Einseitig: Während eine medizinische Maskenpflicht in Schulen, wenn sie denn verhängt wird, offenbar für alle Schüler und Lehrkräfte gelten soll, müssen die Länder in Stufe 1 bei einer FFP2-Maskenpflicht in Innenräumen Ausnahmen machen für getestete Personen – und, wenn sie wollen, auch frisch geimpften oder genesenen Personen das Maskentragen freistellen. Tanzen für Erwachsene in der Disko also ohne Maske, Lernen im Klassenzimmer dafür mit: dieses Szenario ermöglichen die von der Bundesregierung beschlossenen Eckpunkte.  

 

Während die Bundesregierung das Land auf ein Wiederaufflammen der Pandemie vorbereitet, geben die aktuellen Corona-Statistiken Anlass zum Optimismus.

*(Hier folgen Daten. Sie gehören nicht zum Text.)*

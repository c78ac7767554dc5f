//! Client secret hashing and opaque credential generation.
//!
//! Client secrets are stored as Argon2id PHC strings.

use argon2::{
    Argon2,
    password_hash::{PasswordHash, PasswordHasher, PasswordVerifier, SaltString, rand_core::OsRng},
};

/// Hash a client secret using Argon2id.
///
/// Returns the PHC-formatted hash string suitable for storage.
pub fn hash_secret(secret: &str) -> Result<String, argon2::password_hash::Error> {
    let salt = SaltString::generate(&mut OsRng);
    let argon2 = Argon2::default();
    let hash = argon2.hash_password(secret.as_bytes(), &salt)?;
    Ok(hash.to_string())
}

/// Verify a presented client secret against a stored hash.
pub fn verify_secret(secret: &str, hash: &str) -> bool {
    let Ok(parsed_hash) = PasswordHash::new(hash) else {
        return false;
    };
    Argon2::default()
        .verify_password(secret.as_bytes(), &parsed_hash)
        .is_ok()
}

/// Generate an opaque, unguessable credential (256 bits of entropy).
///
/// Used for authorization codes, access tokens and refresh tokens.
/// Returns a URL-safe base64-encoded string.
pub fn generate_token() -> String {
    use base64::Engine;
    let mut bytes = [0u8; 32];
    getrandom::fill(&mut bytes).expect("Failed to generate random bytes");
    base64::engine::general_purpose::URL_SAFE_NO_PAD.encode(bytes)
}

#[cfg(test)]
mod tests {
    use super::*;

    #[test]
    fn test_hash_and_verify_secret() {
        let secret = "client-secret-123!";
        let hash = hash_secret(secret).expect("Failed to hash secret");

        assert!(hash.starts_with("$argon2"));
        assert!(verify_secret(secret, &hash));
        assert!(!verify_secret("wrong-secret", &hash));
    }

    #[test]
    fn test_hash_produces_different_salts() {
        let hash1 = hash_secret("same").expect("Failed to hash");
        let hash2 = hash_secret("same").expect("Failed to hash");
        assert_ne!(hash1, hash2);
        assert!(verify_secret("same", &hash1));
        assert!(verify_secret("same", &hash2));
    }

    #[test]
    fn test_verify_invalid_hash_format() {
        // Invalid hash formats should return false, not panic
        assert!(!verify_secret("secret", "not-a-valid-hash"));
        assert!(!verify_secret("secret", ""));
        assert!(!verify_secret("secret", "$invalid$hash$format"));
    }

    #[test]
    fn test_generate_token() {
        let token1 = generate_token();
        let token2 = generate_token();

        assert_ne!(token1, token2);
        assert!(
            token1
                .chars()
                .all(|c| c.is_ascii_alphanumeric() || c == '-' || c == '_')
        );
        // 32 bytes base64 encoded without padding
        assert_eq!(token1.len(), 43);
    }
}
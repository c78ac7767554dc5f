//! Database-backed client registry.
//!
//! Authenticates clients presenting credentials at the token, introspection
//! and revocation endpoints.

use crate::entity::oauth2_client;
use crate::error::OAuth2Error;
use crate::oauth2::password::verify_secret;
use axum::http::{HeaderMap, header};
use base64::Engine;
use sea_orm::{DatabaseConnection, DbErr, EntityTrait};
use std::sync::Arc;
use thiserror::Error;

#[derive(Debug, Error)]
pub enum ClientAuthError {
    #[error("unknown client")]
    NotFound,
    #[error("client is disabled")]
    Disabled,
    #[error("client secret missing or wrong")]
    BadSecret,
    #[error("public clients must not present a secret")]
    UnexpectedSecret,
    #[error("malformed Basic authorization header")]
    MalformedBasic,
    #[error(transparent)]
    Storage(#[from] DbErr),
}

impl From<ClientAuthError> for OAuth2Error {
    fn from(e: ClientAuthError) -> Self {
        match e {
            ClientAuthError::Storage(db) => db.into(),
            other => {
                tracing::debug!(reason = %other, "Client authentication failed");
                OAuth2Error::ClientAuthenticationFailed
            }
        }
    }
}

/// Client credentials as presented on the wire.
#[derive(Clone, PartialEq, Eq)]
pub struct ClientCredentials {
    pub client_id: String,
    pub client_secret: Option<String>,
}

impl std::fmt::Debug for ClientCredentials {
    fn fmt(&self, f: &mut std::fmt::Formatter<'_>) -> std::fmt::Result {
        f.debug_struct("ClientCredentials")
            .field("client_id", &self.client_id)
            .field("client_secret", &self.client_secret.as_ref().map(|_| "<redacted>"))
            .finish()
    }
}

impl ClientCredentials {
    /// Extract credentials from HTTP Basic auth, falling back to the form body.
    ///
    /// Basic credentials are form-url-decoded (RFC 6749 2.3.1). A Basic header
    /// that cannot be decoded is an authentication failure, not a fallback.
    pub fn from_request(
        headers: &HeaderMap,
        body_client_id: Option<&str>,
        body_client_secret: Option<&str>,
    ) -> Result<Option<Self>, ClientAuthError> {
        if let Some(encoded) = headers
            .get(header::AUTHORIZATION)
            .and_then(|v| v.to_str().ok())
            .and_then(|v| v.strip_prefix("Basic "))
        {
            return Self::from_basic(encoded.trim()).map(Some);
        }

        Ok(body_client_id.filter(|id| !id.is_empty()).map(|id| Self {
            client_id: id.to_string(),
            client_secret: body_client_secret
                .filter(|s| !s.is_empty())
                .map(String::from),
        }))
    }

    fn from_basic(encoded: &str) -> Result<Self, ClientAuthError> {
        let decoded = base64::engine::general_purpose::STANDARD
            .decode(encoded)
            .map_err(|_| ClientAuthError::MalformedBasic)?;
        let creds = String::from_utf8(decoded).map_err(|_| ClientAuthError::MalformedBasic)?;
        let (id, secret) = creds
            .split_once(':')
            .ok_or(ClientAuthError::MalformedBasic)?;

        let client_id = form_decode(id)?;
        if client_id.is_empty() {
            return Err(ClientAuthError::MalformedBasic);
        }
        Ok(Self {
            client_id,
            client_secret: Some(form_decode(secret)?),
        })
    }
}

fn form_decode(value: &str) -> Result<String, ClientAuthError> {
    urlencoding::decode(&value.replace('+', " "))
        .map(|v| v.into_owned())
        .map_err(|_| ClientAuthError::MalformedBasic)
}

/// Read-mostly view over registered clients.
#[derive(Clone)]
pub struct ClientRegistry {
    db: Arc<DatabaseConnection>,
}

impl ClientRegistry {
    pub fn new(db: Arc<DatabaseConnection>) -> Self {
        Self { db }
    }

    #[tracing::instrument(skip(self))]
    pub async fn lookup(&self, client_id: &str) -> Result<oauth2_client::Model, ClientAuthError> {
        oauth2_client::Entity::find_by_id(client_id)
            .one(self.db.as_ref())
            .await?
            .ok_or(ClientAuthError::NotFound)
    }

    /// Authenticate a client.
    ///
    /// The client must be enabled. Confidential clients must present the exact
    /// secret; public clients must not present one and rely on PKCE instead.
    #[tracing::instrument(skip(self, client_secret))]
    pub async fn authenticate(
        &self,
        client_id: &str,
        client_secret: Option<&str>,
    ) -> Result<oauth2_client::Model, ClientAuthError> {
        let client = self.lookup(client_id).await?;

        if !client.is_enabled {
            return Err(ClientAuthError::Disabled);
        }

        if client.is_public {
            return match client_secret {
                None => Ok(client),
                Some(_) => Err(ClientAuthError::UnexpectedSecret),
            };
        }

        match (&client.secret_hash, client_secret) {
            (Some(stored_hash), Some(provided)) if verify_secret(provided, stored_hash) => {
                Ok(client)
            }
            _ => Err(ClientAuthError::BadSecret),
        }
    }

    pub async fn authenticate_credentials(
        &self,
        credentials: &ClientCredentials,
    ) -> Result<oauth2_client::Model, ClientAuthError> {
        self.authenticate(&credentials.client_id, credentials.client_secret.as_deref())
            .await
    }
}

#[cfg(test)]
mod tests {
    use super::*;
    use axum::http::HeaderValue;

    fn basic(raw: &str) -> HeaderMap {
        let mut headers = HeaderMap::new();
        let encoded = base64::engine::general_purpose::STANDARD.encode(raw);
        headers.insert(
            "authorization",
            HeaderValue::from_str(&format!("Basic {encoded}")).unwrap(),
        );
        headers
    }

    #[test]
    fn basic_auth_wins_over_body() {
        let creds = ClientCredentials::from_request(&basic("svc:s3cret"), Some("other"), None)
            .unwrap()
            .unwrap();
        assert_eq!(creds.client_id, "svc");
        assert_eq!(creds.client_secret.as_deref(), Some("s3cret"));
    }

    #[test]
    fn basic_credentials_are_form_decoded() {
        let creds = ClientCredentials::from_request(&basic("my%3Aapp:p%40ss+word%2B1"), None, None)
            .unwrap()
            .unwrap();
        assert_eq!(creds.client_id, "my:app");
        assert_eq!(creds.client_secret.as_deref(), Some("p@ss word+1"));
    }

    #[test]
    fn malformed_basic_does_not_fall_back_to_body() {
        let mut headers = HeaderMap::new();
        headers.insert("authorization", HeaderValue::from_static("Basic !!!notbase64"));
        assert!(matches!(
            ClientCredentials::from_request(&headers, Some("app"), None),
            Err(ClientAuthError::MalformedBasic)
        ));
        assert!(matches!(
            ClientCredentials::from_request(&basic("no-colon"), Some("app"), None),
            Err(ClientAuthError::MalformedBasic)
        ));
        assert!(matches!(
            ClientCredentials::from_request(&basic("app:%FF"), None, None),
            Err(ClientAuthError::MalformedBasic)
        ));
    }

    #[test]
    fn body_credentials() {
        let headers = HeaderMap::new();
        let creds = ClientCredentials::from_request(&headers, Some("app"), Some(""))
            .unwrap()
            .unwrap();
        assert_eq!(creds.client_id, "app");
        assert_eq!(creds.client_secret, None);
        assert!(
            ClientCredentials::from_request(&headers, None, Some("x"))
                .unwrap()
                .is_none()
        );
    }

    #[test]
    fn debug_redacts_secret() {
        let creds = ClientCredentials {
            client_id: "svc".into(),
            client_secret: Some("hunter2".into()),
        };
        assert!(!format!("{creds:?}").contains("hunter2"));
    }
}
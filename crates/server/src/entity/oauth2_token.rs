//! OAuth2 Token entity - access and refresh tokens.

use sea_orm::entity::prelude::*;
use serde::{Deserialize, Serialize};
use time::OffsetDateTime;

use crate::oauth2::scope::ScopeSet;

#[derive(Clone, Debug, PartialEq, DeriveEntityModel, Serialize, Deserialize)]
#[sea_orm(table_name = "oauth2_token")]
pub struct Model {
    #[sea_orm(primary_key, auto_increment = false)]
    pub id: String,
    #[sea_orm(unique)]
    pub access_token: String,
    #[sea_orm(unique)]
    pub refresh_token: Option<String>,
    pub token_type: String,
    pub client_id: String,
    pub user_id: String,
    pub scope: String,
    pub access_token_expires_at: OffsetDateTime,
    pub refresh_token_expires_at: Option<OffsetDateTime>,
    /// Authentication time of the user session this token descends from
    pub auth_time: Option<OffsetDateTime>,
    pub created_at: OffsetDateTime,
    /// Issue time of the current access token; moves on every rotation
    pub issued_at: OffsetDateTime,
    pub revoked_at: Option<OffsetDateTime>,
}

#[derive(Copy, Clone, Debug, EnumIter, DeriveRelation)]
pub enum Relation {}

impl ActiveModelBehavior for ActiveModel {}

impl Model {
    /// Check if this token has been revoked
    pub fn is_revoked(&self) -> bool {
        self.revoked_at.is_some()
    }

    /// Access-token active-ness: not revoked and `now < expires_at`.
    pub fn is_active_at(&self, now: OffsetDateTime) -> bool {
        !self.is_revoked() && now < self.access_token_expires_at
    }

    /// Refresh eligibility: not revoked and `now < refresh_token_expires_at`.
    pub fn is_refreshable_at(&self, now: OffsetDateTime) -> bool {
        match self.refresh_token_expires_at {
            Some(expires_at) => !self.is_revoked() && now < expires_at,
            None => false,
        }
    }

    pub fn is_active(&self) -> bool {
        self.is_active_at(OffsetDateTime::now_utc())
    }

    pub fn scopes(&self) -> ScopeSet {
        ScopeSet::parse(&self.scope)
    }

    /// Check if token has a specific scope
    pub fn has_scope(&self, scope: &str) -> bool {
        self.scopes().contains(scope)
    }
}

#[cfg(test)]
mod tests {
    use super::*;
    use time::Duration;

    fn token(now: OffsetDateTime) -> Model {
        Model {
            id: "t".into(),
            access_token: "a".into(),
            refresh_token: Some("r".into()),
            token_type: "Bearer".into(),
            client_id: "c".into(),
            user_id: "u".into(),
            scope: "openid profile".into(),
            access_token_expires_at: now + Duration::hours(1),
            refresh_token_expires_at: Some(now + Duration::days(7)),
            auth_time: Some(now),
            created_at: now,
            issued_at: now,
            revoked_at: None,
        }
    }

    #[test]
    fn active_until_access_expiry() {
        let now = OffsetDateTime::now_utc();
        let t = token(now);
        assert!(t.is_active_at(now));
        assert!(!t.is_active_at(now + Duration::hours(1)));
        assert!(t.is_refreshable_at(now + Duration::hours(2)));
        assert!(!t.is_refreshable_at(now + Duration::days(7)));
    }

    #[test]
    fn revoked_is_permanently_inactive() {
        let now = OffsetDateTime::now_utc();
        let mut t = token(now);
        t.revoked_at = Some(now);
        assert!(!t.is_active_at(now));
        assert!(!t.is_refreshable_at(now));
    }

    #[test]
    fn no_refresh_token_is_never_refreshable() {
        let now = OffsetDateTime::now_utc();
        let mut t = token(now);
        t.refresh_token = None;
        t.refresh_token_expires_at = None;
        assert!(!t.is_refreshable_at(now));
        assert!(t.has_scope("profile"));
        assert!(!t.has_scope("email"));
    }
}
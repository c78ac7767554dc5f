//! Configuration loading tests.

use identity_provider::config::{ConfigError, load_config_from};
use std::io::Write;

fn write_config(contents: &str) -> tempfile::NamedTempFile {
    let mut file = tempfile::Builder::new()
        .suffix(".yaml")
        .tempfile()
        .expect("temp file");
    file.write_all(contents.as_bytes()).expect("write config");
    file
}

#[test]
fn test_load_minimal_config_applies_defaults() {
    let file = write_config(
        r#"
database_url: "sqlite::memory:"
oauth2:
  issuer_url: "https://idp.example.org/"
"#,
    );

    let config = load_config_from(file.path()).expect("load config");
    assert_eq!(config.database_url, "sqlite::memory:");
    assert_eq!(config.bind_address, "0.0.0.0:8080");
    assert_eq!(config.oauth2.issuer(), "https://idp.example.org");
    assert_eq!(config.oauth2.access_token_lifetime, 3600);
    assert_eq!(config.oauth2.refresh_token_lifetime, 604800);
    assert_eq!(config.oauth2.authorization_code_lifetime, 300);
    assert!(config.oauth2.signing_key_path.is_none());
    assert_eq!(
        config.oauth2.scopes_supported,
        vec!["openid", "profile", "email"]
    );
}

#[test]
fn test_load_full_config() {
    let file = write_config(
        r#"
database_url: "postgres://idp@localhost/idp"
bind_address: "127.0.0.1:9000"
oauth2:
  issuer_url: "https://login.example.org"
  access_token_lifetime: 900
  refresh_token_lifetime: 2592000
  authorization_code_lifetime: 120
  signing_key_path: "/etc/idp/signing.pem"
  user_image_base_url: "https://cdn.example.org/avatars"
  scopes_supported: ["openid", "profile", "email", "api:read"]
"#,
    );

    let config = load_config_from(file.path()).expect("load config");
    assert_eq!(config.bind_address, "127.0.0.1:9000");
    assert_eq!(config.oauth2.access_token_lifetime, 900);
    assert_eq!(config.oauth2.authorization_code_lifetime, 120);
    assert_eq!(
        config.oauth2.signing_key_path.as_deref(),
        Some(std::path::Path::new("/etc/idp/signing.pem"))
    );
    assert_eq!(
        config.oauth2.image_base_url(),
        "https://cdn.example.org/avatars"
    );
    assert_eq!(config.oauth2.scopes_supported.len(), 4);
}

#[test]
fn test_invalid_lifetimes_are_rejected() {
    let file = write_config(
        r#"
database_url: "sqlite::memory:"
oauth2:
  issuer_url: "https://idp.example.org"
  authorization_code_lifetime: 86400
"#,
    );

    assert!(matches!(
        load_config_from(file.path()),
        Err(ConfigError::Validation(_))
    ));
}

#[test]
fn test_issuer_must_be_http_url() {
    let file = write_config(
        r#"
database_url: "sqlite::memory:"
oauth2:
  issuer_url: "idp.example.org"
"#,
    );

    assert!(matches!(
        load_config_from(file.path()),
        Err(ConfigError::Validation(_))
    ));
}

#[test]
fn test_missing_required_fields() {
    let file = write_config("bind_address: \"127.0.0.1:9000\"\n");

    assert!(matches!(
        load_config_from(file.path()),
        Err(ConfigError::Build(_))
    ));
}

Vermutlich heute, spätestens aber am Wochenende dürfte die Zahl der bundesweit behandelten Intensivpatienten mit Coronainfektion (gestern 889, Tendenz: stark abnehmend) unter den Wert des Vorjahres fallen – obwohl im Unterschied zum vergangenen Sommer derzeit so gut wie keine Corona-Maßnahmen in Kraft sind.

 

Die bundesweite 7-Tagesinzidenz liegt gleichzeitig mit 271 nur noch gut ein Drittel so hoch wie vor einem Monat, allerdings noch viermal so hoch wie vor einem Jahr. Tatsächlich dürfte der Abstand zu August 2021 sogar noch größer sein, wurde damals doch noch wesentlich mehr getestet. Und trotzdem: demnächst weniger Intensivpatienten, was eindrucksvoll zeigt, wie die Pandemie sich verändert hat.

 

Dennoch gilt: Grundsätzlich kann die breite Wiedereinführung der Maskenpflicht als zentrale Anti-Corona-Maßnahme bei steigenden Infektionszahlen im Herbst sinnvoll sein – zuerst und vor allem für Erwachsene, die ihre Masken dann aber auch richtig tragen müssen. Gerade letzteres haben auch die Mitglieder der Corona-Evaluationskommission betont. Für jüngere Kinder ergibt eine Maskenpflicht daher epidemiologisch wenig Sinn – abgesehen von den kommunikativen Einschränkungen, die eine richtigerweise nicht vorgesehene Einführung in Grundschulen mit sich bringen würde. Aber auch für ältere Kinder und ab Klasse fünf sollte sie nur letztes Mittel sein – dessen Voraussetzungen klarer definiert werden müssen. 

 

Wieder einmal zeigt sich, was die Evaluationskommission ebenfalls in ihrem Bericht betont hat: wie wichtig eine geeignete Krisenkommunikation ist, damit die Menschen die ergriffenen Maßnahmen als notwendig geeignet akzeptieren. In der Hinsicht hat die Ampel – Stichwort "Maskengate" – gerade ein massives Debakel erlebt. Ob das Nichttragen der Masken im Regierungsflieger nach Kanada nun juristisch korrekt war oder nicht: Eine geeignete Krisenkommunikation besteht  vor allem in klaren, möglichst einheitlichen und inhaltlich nachvollziehbaren Regeln. Genau diese liefert nun aber auch der Gesetzentwurf der Bundesregierung – diplomatisch formuliert – nur in Ansätzen. Die Bundestagsfraktionen werden hoffentlich den Mut zum Nachbessern haben. 

 

Hinweis: Ich habe diesen Kommentar am 25. August um 16 Uhr ergänzt.